Efficacy and cost-effectiveness of an unguided, internet-based self-help intervention for social anxiety disorder in university students: protocol of a randomized controlled trial
Social anxiety disorder (SAD) is highly prevalent among university students, but the majority of affected students remain untreated. Internet- and mobile-based self-help interventions (IMIs) may be a promising strategy to address this unmet need. This study aims to investigate the efficacy and cost-effectiveness of an unguided internet-based treatment for SAD among university students. The intervention is optimized for the treatment of university students and includes one module targeting fear of positive evaluations that is a neglected aspect of SAD treatment.
The study is a two arm randomized controlled trial in which 200 university students with a primary diagnosis of SAD will be assigned randomly to either a wait-list control group (WLC) or the intervention group (IG).

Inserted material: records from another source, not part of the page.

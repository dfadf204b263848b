use std::collections::HashMap;
use std::path::PathBuf;
use std::sync::Arc;
use std::sync::atomic::{AtomicBool, Ordering};

use anyhow::Result;
use clap::Parser;
use tracing::{error, info, warn};

use routecodex_common::{EXIT_CONFIG_INVALID, EXIT_NOT_READY, ServerConfigPatch};
use routecodex_compat::ProfileRegistry;
use routecodex_engine::transport::HttpUpstreamClient;
use routecodex_engine::{Engine, EngineConfig};
use routecodex_router::{RouterConfig, VirtualRouter, parse_target_spec};
use routecodex_sink::{FsSnapshotSink, NoopSnapshotSink, SharedSnapshotSink};
use routecodex_vault::store::LoadedAccount;
use routecodex_vault::{CredentialVault, VaultStore, WreqOAuthHttp};

mod auth;
mod config;
mod server;

use config::{FileConfig, KeyKind, env_config_path, merge_server_config, provider_key_from_env};

#[derive(Debug, Parser)]
#[command(name = "routecodex", about = "Local multi-provider LLM gateway")]
struct Args {
    /// Path to the JSON configuration file.
    #[arg(long, short = 'c')]
    config: Option<PathBuf>,
    #[arg(long)]
    host: Option<String>,
    #[arg(long)]
    port: Option<u16>,
}

#[tokio::main]
async fn main() -> Result<()> {
    tracing_subscriber::fmt()
        .with_env_filter(
            tracing_subscriber::EnvFilter::try_from_default_env()
                .unwrap_or_else(|_| tracing_subscriber::EnvFilter::new("info")),
        )
        .init();

    let args = Args::parse();
    let config_path = args.config.clone().or_else(env_config_path);
    let file = match &config_path {
        Some(path) => match FileConfig::load(path) {
            Ok(file) => file,
            Err(err) => {
                error!(event = "config_invalid", error = %err);
                std::process::exit(EXIT_CONFIG_INVALID);
            }
        },
        None => {
            warn!(event = "config_missing", "no config file; starting with defaults");
            FileConfig::default()
        }
    };

    let server_config = merge_server_config(
        ServerConfigPatch {
            host: args.host,
            port: args.port,
            ..Default::default()
        },
        &file,
    );

    // Route table.
    let mut routes = HashMap::new();
    for (route, specs) in &file.virtualrouter.routing {
        let mut targets = Vec::with_capacity(specs.len());
        for spec in specs {
            match parse_target_spec(spec) {
                Ok(target) => targets.push(target),
                Err(err) => {
                    error!(event = "config_invalid", route = %route, error = %err);
                    std::process::exit(EXIT_CONFIG_INVALID);
                }
            }
        }
        routes.insert(route.clone(), targets);
    }
    let router = Arc::new(VirtualRouter::new(RouterConfig {
        routes,
        classification: file.virtualrouter.classification.clone(),
        ..Default::default()
    }));

    // Credential vault.
    let auth_dir = file.auth_dir.clone().unwrap_or_else(default_auth_dir);
    let store = VaultStore::new(&auth_dir);
    let oauth_http = match WreqOAuthHttp::new() {
        Ok(client) => Arc::new(client),
        Err(err) => {
            error!(event = "bootstrap_failed", error = %err);
            std::process::exit(EXIT_NOT_READY);
        }
    };
    let mut vault = CredentialVault::builder(store.clone(), oauth_http);
    for (provider_id, entry) in &file.virtualrouter.providers {
        if let Some(oauth) = &entry.oauth {
            let mut oauth = oauth.clone();
            if let Some(client_id) = config::provider_client_id_from_env(provider_id) {
                oauth.client_id = client_id;
            }
            vault = vault.oauth_config(provider_id, oauth);
        }

        let mut configured = false;
        for (key_id, key) in file.key_vault.get(provider_id).into_iter().flatten() {
            match key.kind {
                KeyKind::Apikey => {
                    let value = key
                        .value
                        .clone()
                        .or_else(|| provider_key_from_env(provider_id));
                    if let Some(value) = value {
                        vault = vault.api_key(provider_id, key_id, &value);
                        configured = true;
                    } else {
                        warn!(
                            event = "credential_missing",
                            provider = %provider_id,
                            key = %key_id
                        );
                    }
                }
                KeyKind::Oauth => {
                    let Some(path) = &key.token_file else {
                        continue;
                    };
                    match std::fs::read(path)
                        .ok()
                        .and_then(|bytes| serde_json::from_slice(&bytes).ok())
                    {
                        Some(token) => {
                            vault = vault.oauth_account(
                                provider_id,
                                LoadedAccount {
                                    seq: 0,
                                    account_id: key_id.clone(),
                                    path: path.clone(),
                                    token,
                                },
                            );
                            configured = true;
                        }
                        None => warn!(
                            event = "token_file_unreadable",
                            provider = %provider_id,
                            path = %path.display()
                        ),
                    }
                }
            }
        }

        // No explicit vault entries: token-file env override, then the auth
        // dir scan, then api-key env fallbacks.
        if !configured
            && let Some(path) = config::provider_token_file_from_env(provider_id)
        {
            match std::fs::read(&path)
                .ok()
                .and_then(|bytes| serde_json::from_slice(&bytes).ok())
            {
                Some(token) => {
                    vault = vault.oauth_account(
                        provider_id,
                        LoadedAccount {
                            seq: 0,
                            account_id: format!("{provider_id}-env"),
                            path,
                            token,
                        },
                    );
                    configured = true;
                }
                None => warn!(
                    event = "token_file_unreadable",
                    provider = %provider_id,
                    path = %path.display()
                ),
            }
        }
        if !configured {
            for account in store.load_provider(provider_id).unwrap_or_default() {
                vault = vault.oauth_account(provider_id, account);
                configured = true;
            }
        }
        if !configured
            && let Some(value) = provider_key_from_env(provider_id)
        {
            vault = vault.api_key(provider_id, "env", &value);
        }
    }

    // Compatibility profiles: builtins plus pre-assembled pipeline documents.
    let mut profiles = ProfileRegistry::with_builtins();
    if let Some(assembler) = &file.pipeline_assembler {
        for profile in &assembler.config.pipelines {
            profiles.insert(profile.clone());
        }
    }

    let providers: HashMap<_, _> = file
        .virtualrouter
        .providers
        .iter()
        .map(|(id, entry)| (id.clone(), config::provider_config(id, entry)))
        .collect();

    let sink: SharedSnapshotSink = match &server_config.error_samples_dir {
        Some(dir) => Arc::new(FsSnapshotSink::spawn(dir.clone())),
        None => Arc::new(NoopSnapshotSink),
    };

    let engine = Engine::new(
        router.clone(),
        Arc::new(vault.build()),
        Arc::new(profiles),
        providers,
        Arc::new(HttpUpstreamClient::new(None)),
        sink,
        EngineConfig {
            ua_mode: server_config.ua_mode,
            ..Default::default()
        },
    );

    let state = Arc::new(server::AppState {
        engine,
        auth: auth::ServerAuth::new(server_config.api_key.clone()),
        ready: AtomicBool::new(false),
    });
    let app = server::router(state.clone());

    let bind = format!("{}:{}", server_config.host, server_config.port);
    let listener = match tokio::net::TcpListener::bind(&bind).await {
        Ok(listener) => listener,
        Err(err) => {
            error!(event = "bind_failed", addr = %bind, error = %err);
            std::process::exit(EXIT_NOT_READY);
        }
    };
    if !router.has_routes() {
        warn!(event = "no_routes_configured");
    }
    state.ready.store(true, Ordering::Relaxed);
    info!(event = "listening", addr = %bind);
    axum::serve(listener, app).await?;
    Ok(())
}

fn default_auth_dir() -> PathBuf {
    std::env::var_os("HOME")
        .map(PathBuf::from)
        .unwrap_or_else(|| PathBuf::from("."))
        .join(".routecodex")
        .join("auth")
}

The intervention consists of 9 sessions of an internet-based cognitive-behavioral treatment, which also includes a module on fear of positive evaluation (FPE). Guidance is delivered only on the basis of standardized automatic messages, consisting of positive reinforcements for session completion, reminders, and motivational messages in response to non-adherence. All participants will additionally have full access to treatment as usual. Diagnostic status will be assessed through Structured Clinical Interviews for DSM Disorders (SCID). Assessments will be completed at baseline, 10 weeks and 6-month follow-up. The primary outcome will be SAD symptoms at post-treatment, assessed via the Social Phobia Scale (SPS) and the Social Interaction Anxiety Scale (SIAS). Secondary outcomes will include diagnostic status, depression, quality of life and fear of positive evaluation. Cost-effectiveness and cost-utility analyses will be evaluated from a societal and health provider perspective.
Results of this study will contribute to growing evidence for the efficacy and cost-effectiveness of unguided IMIs for the treatment of SAD in university students. Consequently, this trial may provide valuable information for policy makers and clinicians regarding the allocation of limited treatment resources to such interventions.
(German Clinical Trials Register (DRKS)) Registered 14/12/2016.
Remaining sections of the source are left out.